As in Germany, the top tier of Swiss schools are known as ‘gymnasiums’. Despite only having months of German behind him – the source of much amusement for his Swiss-German speaking peers – Wilson made the grade.
“Somehow, I tested into the gymnasium. It was pretty remarkable, because even the math questions were all in German – they were word problems, which you had to answer using language, not just numbers. And then, of course, you have to write essays. But I got into the gymnasium and that was … I mean, it was an interesting experience.”
I was just on a mission. I wanted to get into the real world and start doing stuff
Don Wilson, DRW
Interesting, but not very enlightening. At the gymnasium, the emphasis on rote learning quickly began to grate, so he switched to a private American school, having already decided to go to college in the US. Then, when studying economics at the University of Chicago, Wilson spent orientation week taking “hours and hours” of tests, without taking the accompanying classes, racking up enough credits that he could think about completing the four-year course in three years instead.
When he reached that third year, however, one of the two classes he was excited about was cancelled, and the professor bailed out of the other, leaving it in the hands of a graduate student.
“I was like, ‘You know what? I’m not getting my money’s worth.

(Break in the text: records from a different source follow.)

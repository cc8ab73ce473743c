//! Accumulator bookkeeping for folds and windowed operators

use thiserror::Error;

#[derive(Debug, Clone, PartialEq, Eq, Error)]
pub enum AccumError {
    #[error("aggregate '{name}' outside of a grouping context")]
    AggregateOutsideGrouping { name: String },

    #[error("window operator '{name}' outside of a transform")]
    WindowOutsideTransform { name: String },

    #[error("accumulator stack underflow")]
    Underflow,
}

/// Fold state of one fold scope
#[derive(Debug, Clone, Copy, PartialEq, Eq, Default)]
pub struct AccumCounter {
    pub enabled: bool,
    /// Slots allocated in this fold scope; never decreases until `reset`
    pub total: usize,
    /// Slots allocated since the last field boundary
    pub segments: usize,
    pub has_window: bool,
}

impl AccumCounter {
    pub fn enabled() -> Self {
        Self {
            enabled: true,
            ..Self::default()
        }
    }

    pub fn disabled() -> Self {
        Self::default()
    }

    /// Allocate `n` slots and return the index of the first one
    pub fn allocate(&mut self, n: usize) -> usize {
        let base = self.total;
        self.total += n;
        self.segments += n;
        base
    }

    /// Start the next field of a transform; the total keeps growing
    pub fn reset_field(&mut self) {
        self.segments = 0;
        self.has_window = false;
    }

    /// Start over for a new heading
    pub fn reset(&mut self) {
        self.total = 0;
        self.reset_field();
    }
}

/// How a pushed scope relates to folding
#[derive(Debug, Clone, Copy, PartialEq, Eq)]
pub enum FoldMode {
    /// Folds are allowed and counted here
    Enabled,
    /// Folds are rejected here
    Disabled,
    /// Folds count against the nearest enclosing counter
    Inherit,
}

#[derive(Debug, Clone, Copy, PartialEq, Eq)]
enum Entry {
    Counter(AccumCounter),
    Inherit,
}

/// Counter stack kept at the same depth as the scope stack
#[derive(Debug, Clone)]
pub struct AccumStack {
    /// Statement-level counter; rejects folds
    root: AccumCounter,
    entries: Vec<Entry>,
}

impl AccumStack {
    pub fn new() -> Self {
        Self {
            root: AccumCounter::disabled(),
            entries: Vec::new(),
        }
    }

    pub fn depth(&self) -> usize {
        self.entries.len()
    }

    pub fn push(&mut self, mode: FoldMode) {
        self.entries.push(match mode {
            FoldMode::Enabled => Entry::Counter(AccumCounter::enabled()),
            FoldMode::Disabled => Entry::Counter(AccumCounter::disabled()),
            FoldMode::Inherit => Entry::Inherit,
        });
    }

    /// Pop the innermost entry; an inherited entry yields `None`
    pub fn pop(&mut self) -> Result<Option<AccumCounter>, AccumError> {
        match self.entries.pop() {
            Some(Entry::Counter(c)) => Ok(Some(c)),
            Some(Entry::Inherit) => Ok(None),
            None => Err(AccumError::Underflow),
        }
    }

    fn nearest(&mut self) -> &mut AccumCounter {
        let found = self.entries.iter_mut().rev().find_map(|e| match e {
            Entry::Counter(c) => Some(c),
            Entry::Inherit => None,
        });
        match found {
            Some(c) => c,
            None => &mut self.root,
        }
    }

    /// The counter that allocations currently go to
    pub fn counter(&mut self) -> AccumCounter {
        *self.nearest()
    }

    /// Allocate `n` slots for the fold `name`, returning the base index
    pub fn allocate(&mut self, name: &str, n: usize) -> Result<usize, AccumError> {
        let counter = self.nearest();
        if !counter.enabled {
            return Err(AccumError::AggregateOutsideGrouping {
                name: name.to_string(),
            });
        }
        let base = counter.allocate(n);
        log::trace!("allocate {n} accumulator(s) for '{name}' at {base}");
        Ok(base)
    }

    /// Flag a windowed operator in the current fold scope
    pub fn mark_window(&mut self, name: &str) -> Result<(), AccumError> {
        let counter = self.nearest();
        if !counter.enabled {
            return Err(AccumError::WindowOutsideTransform {
                name: name.to_string(),
            });
        }
        counter.has_window = true;
        Ok(())
    }

    /// Put back a counter taken with [`AccumStack::counter`], undoing what
    /// was allocated in between
    pub fn restore(&mut self, saved: AccumCounter) {
        *self.nearest() = saved;
    }

    pub fn reset_field(&mut self) {
        self.nearest().reset_field();
    }

    pub fn reset(&mut self) {
        self.nearest().reset();
    }

    /// Back to a single statement-level counter
    pub fn clear(&mut self) {
        self.entries.clear();
        self.root = AccumCounter::disabled();
    }
}

impl Default for AccumStack {
    fn default() -> Self {
        Self::new()
    }
}

#[cfg(test)]
mod tests {
    use super::*;
    use pretty_assertions::assert_eq;

    #[test]
    fn test_statement_level_rejects_folds() {
        let mut stack = AccumStack::new();
        assert_eq!(
            stack.allocate("count", 1),
            Err(AccumError::AggregateOutsideGrouping { name: "count".into() })
        );
        assert!(stack.mark_window("ord").is_err());
    }

    #[test]
    fn test_indices_increase_across_fields() {
        let mut stack = AccumStack::new();
        stack.push(FoldMode::Enabled);

        assert_eq!(stack.allocate("count", 1), Ok(0));
        assert_eq!(stack.allocate("avg", 2), Ok(1));
        assert_eq!(stack.counter().segments, 3);

        stack.reset_field();
        assert_eq!(stack.counter().segments, 0);
        assert_eq!(stack.allocate("sum", 1), Ok(3));

        let counter = stack.pop().unwrap().unwrap();
        assert_eq!(counter.total, 4);
    }

    #[test]
    fn test_inherit_delegates_to_parent() {
        let mut stack = AccumStack::new();
        stack.push(FoldMode::Enabled);
        stack.push(FoldMode::Inherit);
        assert_eq!(stack.allocate("count", 1), Ok(0));
        stack.mark_window("ord").unwrap();
        assert_eq!(stack.pop(), Ok(None));

        let counter = stack.counter();
        assert_eq!(counter.total, 1);
        assert!(counter.has_window);
    }

    #[test]
    fn test_disabled_inside_enabled() {
        let mut stack = AccumStack::new();
        stack.push(FoldMode::Enabled);
        stack.push(FoldMode::Disabled);
        assert!(stack.allocate("sum", 1).is_err());
        stack.pop().unwrap();
        assert_eq!(stack.allocate("sum", 1), Ok(0));
    }

    #[test]
    fn test_restore_undoes_allocations() {
        let mut stack = AccumStack::new();
        stack.push(FoldMode::Enabled);
        stack.allocate("count", 1).unwrap();
        let saved = stack.counter();
        stack.allocate("sum", 1).unwrap();
        stack.mark_window("ord").unwrap();
        stack.restore(saved);
        assert_eq!(stack.counter(), saved);
        assert_eq!(stack.allocate("avg", 2), Ok(1));
    }

    #[test]
    fn test_reset_restarts_total() {
        let mut stack = AccumStack::new();
        stack.push(FoldMode::Enabled);
        stack.allocate("count", 1).unwrap();
        stack.reset();
        assert_eq!(stack.allocate("count", 1), Ok(0));
    }
}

I have enough credits. I’m going to graduate at the end of this quarter. I’m going to write my honors thesis now – in a quarter – which you’d normally spend a year doing, and I’m just going to be done.’ And so that’s what I did,” he says.
Formal education seems not to have done a lot for Wilson. He doesn’t say this, but a lot of the skills he would later need were self-taught. He’d already learned self-reliance and independence. He had a natural aptitude for maths. He had seen trading opportunities since his teens. And he taught himself to code on the family Macintosh: “I spent hours and hours, just teaching myself how to program and fiddling around with all sorts of stuff on the computer.”

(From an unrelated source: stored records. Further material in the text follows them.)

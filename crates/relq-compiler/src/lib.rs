//! relq front-end compiler
//!
//! Source text goes in, one [`ByteCode`](relq_bytecode::ByteCode) per
//! statement comes out. The pipeline for each statement is
//!
//! 1. split the input into statements and directives,
//! 2. parse the statement with the reference grammar,
//! 3. build a typed tree through the [`AstFactory`],
//! 4. finalize and emit it.
//!
//! Hosts drive everything through [`Compiler::process`], supplying a
//! [`Catalog`], a [`DiagnosticSink`] and optionally an [`Evaluator`].
//!
//! ```
//! use relq_compiler::{BufferSink, Compiler, MemoryCatalog};
//!
//! let mut catalog = MemoryCatalog::new();
//! let mut sink = BufferSink::new();
//! let mut compiler = Compiler::new(&mut catalog, &mut sink);
//! assert!(compiler.process("x := 1 + 2 * 3"));
//! ```

pub mod allbut;
mod builder;
pub mod catalog;
mod driver;
mod error;
pub mod evaluator;
pub mod factory;
pub mod grammar;
pub mod infix;
pub mod options;
pub mod sink;
mod source;

pub use catalog::{Catalog, CatalogError, CatalogResult, MemoryCatalog};
pub use driver::{CompiledStatement, Compiler, StatementFailure, StatementOutcome};
pub use error::FactoryResult;
pub use evaluator::{Evaluator, ProgramError};
pub use factory::AstFactory;
pub use grammar::{SyntaxError, parse_statement};
pub use options::{CompilerOptions, InvalidTraceLevel, TraceLevel};
pub use sink::{BufferSink, DiagnosticSink, WriterSink};
//! relq typed syntax tree
//!
//! Nodes are built bottom-up by the compiler's factory, already type checked,
//! and lowered to bytecode by a single exhaustive match in [`emit_node`].

mod emit;
mod error;
mod node;
mod statement;
mod transform;

pub use emit::{emit_node, emit_segment, emit_statement};
pub use error::{AstError, AstResult};
pub use node::*;
pub use statement::*;
pub use transform::*;

pub use relq_bytecode::{BlockFlags, ExprKind};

Was he worried about missing things on his two-and-a-quarter-year sprint through college?
“I should have been, but I wasn’t. I was just on a mission. I wanted to get into the real world and start doing stuff,” he says. Wilson graduated in 1988.
The pits
His first chance to do stuff in the real world came with Letco, a small listed derivatives trading firm. Wilson – who had no contacts in the markets – had been “riding the elevators” of the CME and the Chicago Board of Trade, handing his resume to anyone he could find.

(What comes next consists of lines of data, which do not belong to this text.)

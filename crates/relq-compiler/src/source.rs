//! Statement splitting
//!
//! A statement ends at `;` or at a newline, both only outside brackets,
//! strings and comments. A newline followed by a line starting with `.`
//! continues the statement, so postfix chains can be written one step per
//! line. A blank line ends a statement even inside brackets, which keeps an
//! unclosed bracket from swallowing the rest of the input. Lines starting
//! with `#` are directives.

/// One top-level unit of the input
#[derive(Debug, Clone, Copy, PartialEq, Eq)]
pub enum Chunk<'s> {
    Statement(&'s str),
    /// Directive text without the leading `#`
    Directive(&'s str),
}

#[derive(Debug, Clone, Copy, PartialEq, Eq)]
pub struct Piece<'s> {
    pub chunk: Chunk<'s>,
    /// Byte offset of the first character in the whole input
    pub offset: usize,
}

pub fn split(source: &str) -> Vec<Piece<'_>> {
    let bytes = source.as_bytes();
    let mut pieces = Vec::new();
    let mut start = 0;
    let mut depth = 0usize;
    let mut in_string = false;
    let mut i = 0;

    while i < bytes.len() {
        let b = bytes[i];
        if in_string {
            match b {
                b'\'' => in_string = false,
                // strings never span lines
                b'\n' => {
                    in_string = false;
                    continue;
                }
                _ => {}
            }
            i += 1;
            continue;
        }
        match b {
            b'\'' => in_string = true,
            b'-' if bytes.get(i + 1) == Some(&b'-') => {
                i = line_end(source, i);
                continue;
            }
            b'#' if is_blank(&source[start..i]) => {
                let end = line_end(source, i);
                let text = source[i + 1..end].trim();
                pieces.push(Piece {
                    chunk: Chunk::Directive(text),
                    offset: i,
                });
                start = end;
                i = end;
                continue;
            }
            b'(' | b'{' | b'[' => depth += 1,
            b')' | b'}' | b']' => depth = depth.saturating_sub(1),
            b';' if depth == 0 => {
                push(source, start, i, &mut pieces);
                start = i + 1;
            }
            b'\n' => {
                let rest = &source[i + 1..];
                let ends = if depth == 0 {
                    !rest.trim_start().starts_with('.')
                } else {
                    starts_with_blank_line(rest)
                };
                if ends {
                    push(source, start, i, &mut pieces);
                    start = i + 1;
                    depth = 0;
                }
            }
            _ => {}
        }
        i += 1;
    }
    push(source, start, source.len(), &mut pieces);
    pieces
}

fn line_end(source: &str, from: usize) -> usize {
    source[from..].find('\n').map_or(source.len(), |at| from + at)
}

fn starts_with_blank_line(rest: &str) -> bool {
    let line = rest.split('\n').next().unwrap_or_default();
    line.trim().is_empty() && rest.contains('\n')
}

/// Nothing but whitespace and comments
fn is_blank(text: &str) -> bool {
    text.lines().all(|line| {
        let code = line.find("--").map_or(line, |at| &line[..at]);
        code.trim().is_empty()
    })
}

fn push<'s>(source: &'s str, start: usize, end: usize, pieces: &mut Vec<Piece<'s>>) {
    let raw = &source[start..end];
    if is_blank(raw) {
        return;
    }
    let text = raw.trim();
    let offset = start + (raw.len() - raw.trim_start().len());
    pieces.push(Piece {
        chunk: Chunk::Statement(text),
        offset,
    });
}

#[cfg(test)]
mod tests {
    use super::*;
    use pretty_assertions::assert_eq;

    fn statements(source: &str) -> Vec<&str> {
        split(source)
            .into_iter()
            .map(|p| match p.chunk {
                Chunk::Statement(s) => s,
                Chunk::Directive(d) => d,
            })
            .collect()
    }

    #[test]
    fn semicolons_and_newlines() {
        assert_eq!(statements("x := 1; y := 2\nx + y\n\n"), vec!["x := 1", "y := 2", "x + y"]);
    }

    #[test]
    fn brackets_and_strings_hold_statements_together() {
        assert_eq!(
            statements("do { a := 1;\n a + 1 }\n'x;y'"),
            vec!["do { a := 1;\n a + 1 }", "'x;y'"]
        );
    }

    #[test]
    fn dot_lines_continue() {
        assert_eq!(statements("r\n  .where(a > 1)\n  .{ a }\n1"), vec!["r\n  .where(a > 1)\n  .{ a }", "1"]);
    }

    #[test]
    fn comments_and_directives() {
        let pieces = split("-- setup\n#trace 2\nx -- trailing ; not a split\n");
        assert_eq!(pieces[0].chunk, Chunk::Directive("trace 2"));
        assert_eq!(pieces[0].offset, 9);
        assert_eq!(pieces[1].chunk, Chunk::Statement("x -- trailing ; not a split"));
        assert_eq!(pieces.len(), 2);
    }

    #[test]
    fn offsets_point_at_statement_start() {
        let pieces = split("1;  2\n   3");
        let offsets: Vec<usize> = pieces.iter().map(|p| p.offset).collect();
        assert_eq!(offsets, vec![0, 4, 9]);
    }

    #[test]
    fn unclosed_bracket_stops_at_blank_line() {
        assert_eq!(statements("f(1,\n\n2"), vec!["f(1,", "2"]);
        assert_eq!(statements("'open\n2"), vec!["'open", "2"]);
    }
}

Letco initially had Wilson shadow each of the firm’s traders, learning what he could. Then, he was given $10,000 of capital to prove himself, trading listed FX and interest rate options.
By the second half of 1989, Letco had seen enough to take the training wheels off: Wilson was asked to choose a pit. Most of Letco’s traders were at the Chicago Board Options Exchange, trading equity options. Not for the first – or last – time, Wilson picked the less-travelled path.
“My thought was that it’s a lot more interesting to trade options on the short-term interest rate of the largest economy in the world than, you know, to trade options on IBM. It’s a more interesting product because the different parts of the interest rate curve behave differently as contracts roll down towards expiry. And so it becomes a more complicated set of derivatives to trade than index options or FX options,” he says.
It quickly got very interesting indeed, and not in a good way. Within weeks of entering the pit, now with a $100,000 account, there was a mini-crash that wiped out roughly a third of Wilson’s capital. It was a blow – Wilson says he was “sick to his stomach” – but, gradually, he managed to claw it back and then to grow.
The thing everybody observed was that I was trading in larger and larger size as my capital base grew
Don Wilson
This recovery owed everything to the work Wilson had been doing – in his own time – since joining Letco. Again, he’d been teaching himself. It started as soon as he had the chance to trade FX options.
“I’d go to the library at the University of Chicago and look up microfiche, collect economic data, and fiddle around with different stuff – build my own models,” he says.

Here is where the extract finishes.